Beyond these “obvious, immediate impact” items, Hollister pointed to intermediate and longer-term concerns. One is financial aid: as family incomes are impaired, students’ needs for support may be expected to rise, for the duration of any recession. Within the College, for instance, The Harvard Campaign yielded about a half-billion dollars of endowment support for undergraduate scholarships—but FAS still relies on its unrestricted funds (tuition revenue, those distributions from the extension school, etc.) to pay for a significant share of its aid program: currently, probably somewhere between 30 and 40 percent. Any increase in need, and decrease in unrestricted giving or endowment distributions (both discussed below), would result in immediate pressure on the consolidated FAS budget and the dean’s ability to invest in new academic programs or other priorities 

Another likely pressure point is philanthropy. One lasting effect of The Harvard Campaign was to boost the amount of current-use giving, from about a quarter-billion dollars annually in the years preceding the fundraising drive, to nearly twice that since. In fiscal 2019, such largess totaled $472 million: 8 percent of Harvard revenues. (For the heavily endowment-dependent FAS, in the past two fiscal years, the comparable sum has been $99 million and $116 million, or 6.4 percent and 7.8 percent, respectively—nothing to sneeze at, and much of the total in the highly valuable form of flexible-use funds.) Donors worried about their retirement savings, or seeing investment assets depreciate, may necessarily have to restrain giving. Some of the same constraints of course apply to donors of large, capital gifts.

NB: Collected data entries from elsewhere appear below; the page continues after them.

//! Core types for the paginated document preview control.
//!
//! This crate defines the contracts the rest of the workspace builds on:
//! the [`Page`] and [`PageSource`] document seams, the [`DrawSurface`] seam
//! towards the host GUI toolkit, the [`PageAdorner`] decoration hooks and the
//! four interchangeable [`PreviewLayout`] strategies. It performs no I/O and
//! owns no threads.

mod adorner;
mod geometry;
mod layout;
mod page;
mod raster;
mod surface;
#[cfg(test)]
mod test_support;
mod visibility;

pub use adorner::{CompoundAdorner, PageAdorner, PageNumberAdorner, ShadowAdorner};
pub use geometry::{Color, Point, Rect, Size};
pub use layout::{
    ContinuousFacingLayout, ContinuousLayout, FacingLayout, PreviewLayout, SinglePageLayout,
    HORIZONTAL_SPACING, VERTICAL_SPACING,
};
pub use page::{same_page, BufferedPage, Page, PageRef, PageRenderer, PageSource, ScaleError};
pub use raster::Raster;
pub use surface::DrawSurface;
pub use visibility::PageVisibility;
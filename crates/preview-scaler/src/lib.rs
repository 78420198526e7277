//! Asynchronous page rescaling.
//!
//! A [`PageScaler`] owns one background worker that performs expensive
//! high-quality page rescales off the interactive thread, one at a time.
//! Jobs are de-duplicated by page identity: rescheduling a page that is
//! already queued either overwrites the target resolution in place (normal
//! priority) or promotes the job to the queue head (high priority), so rapid
//! interactive zooming never piles up stale work.
//!
//! Listeners are invoked on the worker thread after each successful rescale
//! and must marshal to the UI themselves (e.g. by requesting a repaint
//! through a thread-safe host handle).

use preview_core::{same_page, PageRef, Size};
use std::collections::VecDeque;
use std::sync::{Arc, Condvar, Mutex};
use std::thread::{self, JoinHandle};

/// A pending rescale: which page, and at what resolution.
#[derive(Clone)]
pub struct ScaleJob {
    pub page: PageRef,
    pub target: Size,
}

/// Callback invoked after a page has been rescaled successfully.
pub type ScalingListener = Box<dyn Fn(&PageRef, Size) + Send>;

struct QueueState {
    jobs: VecDeque<ScaleJob>,
    shutdown: bool,
}

struct Shared {
    state: Mutex<QueueState>,
    wakeup: Condvar,
    listeners: Mutex<Vec<ScalingListener>>,
}

/// Single-worker background scale queue with priority promotion and
/// per-page de-duplication.
pub struct PageScaler {
    shared: Arc<Shared>,
    worker: Option<JoinHandle<()>>,
}

impl PageScaler {
    /// Create the scaler and start its worker thread.
    pub fn new() -> Self {
        let shared = Arc::new(Shared {
            state: Mutex::new(QueueState {
                jobs: VecDeque::new(),
                shutdown: false,
            }),
            wakeup: Condvar::new(),
            listeners: Mutex::new(Vec::new()),
        });

        let worker_shared = shared.clone();
        let worker = thread::Builder::new()
            .name("page-scaler".into())
            .spawn(move || Self::run(worker_shared))
            .expect("failed to spawn scaler worker");

        Self {
            shared,
            worker: Some(worker),
        }
    }

    fn run(shared: Arc<Shared>) {
        loop {
            let job = {
                let mut state = shared.state.lock().expect("scale queue poisoned");
                loop {
                    if state.shutdown {
                        return;
                    }
                    if let Some(job) = state.jobs.pop_front() {
                        break job;
                    }
                    state = shared.wakeup.wait(state).expect("scale queue poisoned");
                }
            };

            match job.page.hi_quality_scale(job.target) {
                Ok(()) => {
                    let listeners = shared.listeners.lock().expect("listener list poisoned");
                    for listener in listeners.iter() {
                        listener(&job.page, job.target);
                    }
                }
                Err(err) => {
                    // non-fatal: the page keeps its previous raster or placeholder
                    log::warn!("rescale to {:?} failed: {err}", job.target);
                }
            }
        }
    }

    /// Schedule a rescale of `page` to `target`.
    ///
    /// At most one job per page is ever pending: if the page is already
    /// queued, a high-priority request moves its job to the queue head and a
    /// normal request merely overwrites the target resolution in place.
    /// Fire-and-forget; never blocks on the worker.
    pub fn enqueue(&self, page: PageRef, target: Size, high_priority: bool) {
        let mut state = self.shared.state.lock().expect("scale queue poisoned");
        if state.shutdown {
            return;
        }

        match state.jobs.iter().position(|job| same_page(&job.page, &page)) {
            None => {
                let job = ScaleJob { page, target };
                if high_priority {
                    state.jobs.push_front(job);
                } else {
                    state.jobs.push_back(job);
                }
            }
            Some(index) => {
                if high_priority {
                    let mut job = state.jobs.remove(index).expect("job index out of range");
                    job.target = target;
                    state.jobs.push_front(job);
                } else {
                    state.jobs[index].target = target;
                }
            }
        }

        self.shared.wakeup.notify_one();
    }

    /// Register a listener for successful rescales. Invoked on the worker
    /// thread.
    pub fn add_listener(&self, listener: ScalingListener) {
        self.shared
            .listeners
            .lock()
            .expect("listener list poisoned")
            .push(listener);
    }

    /// Drop all pending jobs without stopping the worker.
    pub fn clear(&self) {
        self.shared
            .state
            .lock()
            .expect("scale queue poisoned")
            .jobs
            .clear();
    }

    /// Number of jobs currently pending (not counting one in progress).
    pub fn queue_len(&self) -> usize {
        self.shared
            .state
            .lock()
            .expect("scale queue poisoned")
            .jobs
            .len()
    }

    /// The pending target resolution for `page`, if it is queued.
    pub fn queued_target(&self, page: &PageRef) -> Option<Size> {
        self.shared
            .state
            .lock()
            .expect("scale queue poisoned")
            .jobs
            .iter()
            .find(|job| same_page(&job.page, page))
            .map(|job| job.target)
    }

    /// Snapshot of the pending queue, front first.
    pub fn queued_jobs(&self) -> Vec<ScaleJob> {
        self.shared
            .state
            .lock()
            .expect("scale queue poisoned")
            .jobs
            .iter()
            .cloned()
            .collect()
    }

    /// Stop the worker: drops all unstarted jobs, lets an in-progress rescale
    /// finish, and joins the thread. No listener fires after this returns.
    /// Idempotent.
    pub fn disable(&mut self) {
        let Some(worker) = self.worker.take() else {
            return;
        };

        {
            let mut state = self.shared.state.lock().expect("scale queue poisoned");
            state.shutdown = true;
            state.jobs.clear();
        }
        self.shared.wakeup.notify_all();

        if worker.join().is_err() {
            log::error!("scaler worker panicked during shutdown");
        }
    }
}

impl Default for PageScaler {
    fn default() -> Self {
        Self::new()
    }
}

impl Drop for PageScaler {
    fn drop(&mut self) {
        self.disable();
    }
}

#[cfg(test)]
mod tests {
    use super::*;
    use preview_core::{DrawSurface, Page, Rect, ScaleError};
    use std::sync::atomic::{AtomicUsize, Ordering};
    use std::time::{Duration, Instant};

    /// Test page whose rescale blocks until the gate is opened.
    struct GatedPage {
        open: Mutex<bool>,
        gate: Condvar,
        scaled_at: Mutex<Vec<Size>>,
    }

    impl GatedPage {
        fn new(open: bool) -> Arc<Self> {
            Arc::new(Self {
                open: Mutex::new(open),
                gate: Condvar::new(),
                scaled_at: Mutex::new(Vec::new()),
            })
        }

        fn release(&self) {
            *self.open.lock().unwrap() = true;
            self.gate.notify_all();
        }

        fn scaled_at(&self) -> Vec<Size> {
            self.scaled_at.lock().unwrap().clone()
        }
    }

    impl Page for GatedPage {
        fn draw(&self, _surface: &mut dyn DrawSurface, _rect: Rect) {}

        fn is_scaled(&self, _resolution: Size) -> bool {
            false
        }

        fn hi_quality_scale(&self, resolution: Size) -> Result<(), ScaleError> {
            let mut open = self.open.lock().unwrap();
            while !*open {
                open = self.gate.wait(open).unwrap();
            }
            drop(open);
            self.scaled_at.lock().unwrap().push(resolution);
            Ok(())
        }

        fn nominal_size(&self) -> Size {
            Size::new(100, 100)
        }

        fn free_resources(&self) {}
    }

    struct FailingPage;

    impl Page for FailingPage {
        fn draw(&self, _surface: &mut dyn DrawSurface, _rect: Rect) {}

        fn is_scaled(&self, _resolution: Size) -> bool {
            false
        }

        fn hi_quality_scale(&self, _resolution: Size) -> Result<(), ScaleError> {
            Err(ScaleError::Render("broken page".into()))
        }

        fn nominal_size(&self) -> Size {
            Size::new(100, 100)
        }

        fn free_resources(&self) {}
    }

    fn wait_until(deadline: Duration, mut check: impl FnMut() -> bool) -> bool {
        let start = Instant::now();
        while start.elapsed() < deadline {
            if check() {
                return true;
            }
            thread::sleep(Duration::from_millis(5));
        }
        check()
    }

    /// Block the worker on `blocker` so the queue behind it can be inspected.
    fn occupy_worker(scaler: &PageScaler, blocker: &Arc<GatedPage>) {
        let page: PageRef = blocker.clone();
        scaler.enqueue(page, Size::new(10, 10), false);
        assert!(wait_until(Duration::from_secs(2), || scaler.queue_len() == 0));
    }

    #[test]
    fn executes_jobs_and_notifies_listeners() {
        let mut scaler = PageScaler::new();
        let completed = Arc::new(AtomicUsize::new(0));
        let completed_clone = completed.clone();
        scaler.add_listener(Box::new(move |_page, _target| {
            completed_clone.fetch_add(1, Ordering::SeqCst);
        }));

        let page = GatedPage::new(true);
        scaler.enqueue(page.clone(), Size::new(50, 60), false);

        assert!(wait_until(Duration::from_secs(2), || {
            completed.load(Ordering::SeqCst) == 1
        }));
        assert_eq!(page.scaled_at(), vec![Size::new(50, 60)]);

        scaler.disable();
    }

    #[test]
    fn reenqueue_overwrites_target_in_place() {
        let mut scaler = PageScaler::new();
        let blocker = GatedPage::new(false);
        occupy_worker(&scaler, &blocker);

        let page = GatedPage::new(true);
        let page_ref: PageRef = page.clone();
        scaler.enqueue(page_ref.clone(), Size::new(100, 100), false);
        scaler.enqueue(page_ref.clone(), Size::new(200, 200), false);

        assert_eq!(scaler.queue_len(), 1);
        assert_eq!(scaler.queued_target(&page_ref), Some(Size::new(200, 200)));

        blocker.release();
        assert!(wait_until(Duration::from_secs(2), || {
            page.scaled_at().len() == 1
        }));
        // exactly one job ran, at the most recently requested resolution
        assert_eq!(page.scaled_at(), vec![Size::new(200, 200)]);

        scaler.disable();
    }

    #[test]
    fn high_priority_promotes_existing_job_to_front() {
        let mut scaler = PageScaler::new();
        let blocker = GatedPage::new(false);
        occupy_worker(&scaler, &blocker);

        let first = GatedPage::new(true);
        let second = GatedPage::new(true);
        let first_ref: PageRef = first.clone();
        let second_ref: PageRef = second.clone();

        scaler.enqueue(first_ref.clone(), Size::new(100, 100), false);
        scaler.enqueue(second_ref.clone(), Size::new(100, 100), false);
        scaler.enqueue(second_ref.clone(), Size::new(100, 100), true);

        let queued = scaler.queued_jobs();
        assert_eq!(queued.len(), 2);
        assert!(same_page(&queued[0].page, &second_ref));
        assert!(same_page(&queued[1].page, &first_ref));

        blocker.release();
        scaler.disable();
    }

    #[test]
    fn high_priority_insert_goes_to_front() {
        let mut scaler = PageScaler::new();
        let blocker = GatedPage::new(false);
        occupy_worker(&scaler, &blocker);

        let normal = GatedPage::new(true);
        let urgent = GatedPage::new(true);
        let normal_ref: PageRef = normal.clone();
        let urgent_ref: PageRef = urgent.clone();

        scaler.enqueue(normal_ref.clone(), Size::new(100, 100), false);
        scaler.enqueue(urgent_ref.clone(), Size::new(100, 100), true);

        let queued = scaler.queued_jobs();
        assert!(same_page(&queued[0].page, &urgent_ref));

        blocker.release();
        scaler.disable();
    }

    #[test]
    fn failed_jobs_are_dropped_without_notification() {
        let mut scaler = PageScaler::new();
        let notified = Arc::new(AtomicUsize::new(0));
        let notified_clone = notified.clone();
        scaler.add_listener(Box::new(move |_page, _target| {
            notified_clone.fetch_add(1, Ordering::SeqCst);
        }));

        scaler.enqueue(Arc::new(FailingPage), Size::new(50, 50), false);

        let ok = GatedPage::new(true);
        scaler.enqueue(ok.clone(), Size::new(60, 60), false);

        assert!(wait_until(Duration::from_secs(2), || {
            ok.scaled_at().len() == 1
        }));
        // only the successful job notified
        assert_eq!(notified.load(Ordering::SeqCst), 1);

        scaler.disable();
    }

    #[test]
    fn disable_drops_unstarted_jobs_and_is_idempotent() {
        let mut scaler = PageScaler::new();
        let blocker = GatedPage::new(false);
        occupy_worker(&scaler, &blocker);

        let pending = GatedPage::new(true);
        scaler.enqueue(pending.clone(), Size::new(100, 100), false);
        assert_eq!(scaler.queue_len(), 1);

        // unblock the in-progress job shortly after disable starts waiting
        let release_blocker = blocker.clone();
        let releaser = thread::spawn(move || {
            thread::sleep(Duration::from_millis(50));
            release_blocker.release();
        });

        scaler.disable();
        releaser.join().unwrap();

        // the queued job was dropped, the in-progress one ran to completion
        assert!(pending.scaled_at().is_empty());
        assert_eq!(blocker.scaled_at().len(), 1);

        scaler.disable();
    }

    #[test]
    fn no_listener_fires_after_disable_returns() {
        let mut scaler = PageScaler::new();
        let notified = Arc::new(AtomicUsize::new(0));
        let notified_clone = notified.clone();
        scaler.add_listener(Box::new(move |_page, _target| {
            notified_clone.fetch_add(1, Ordering::SeqCst);
        }));

        for _ in 0..5 {
            scaler.enqueue(GatedPage::new(true), Size::new(100, 100), false);
        }
        scaler.disable();

        let after_disable = notified.load(Ordering::SeqCst);
        thread::sleep(Duration::from_millis(50));
        assert_eq!(notified.load(Ordering::SeqCst), after_disable);
    }
}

Stretching the meaning of philanthropy, “non-federal sponsors” of Harvard research—foundations and corporations—provided more than $300 million of funding in fiscal 2019; to the extent that their support depends on their own underlying endowment assets or operating cash flows, that revenue may come under pressure as well. And such non-federal research support has been growing much more rapidly than the federal kind. Facing an economic crisis caused by a pandemic, one might hope federal funding for biomedical research would be maintained or increased; but with multi-trillion-dollar deficits looming, it would be foolish to count on those appropriations.

In this broad sense, Hollister summarized, “All of our revenues are correlated” with the larger economy, over time.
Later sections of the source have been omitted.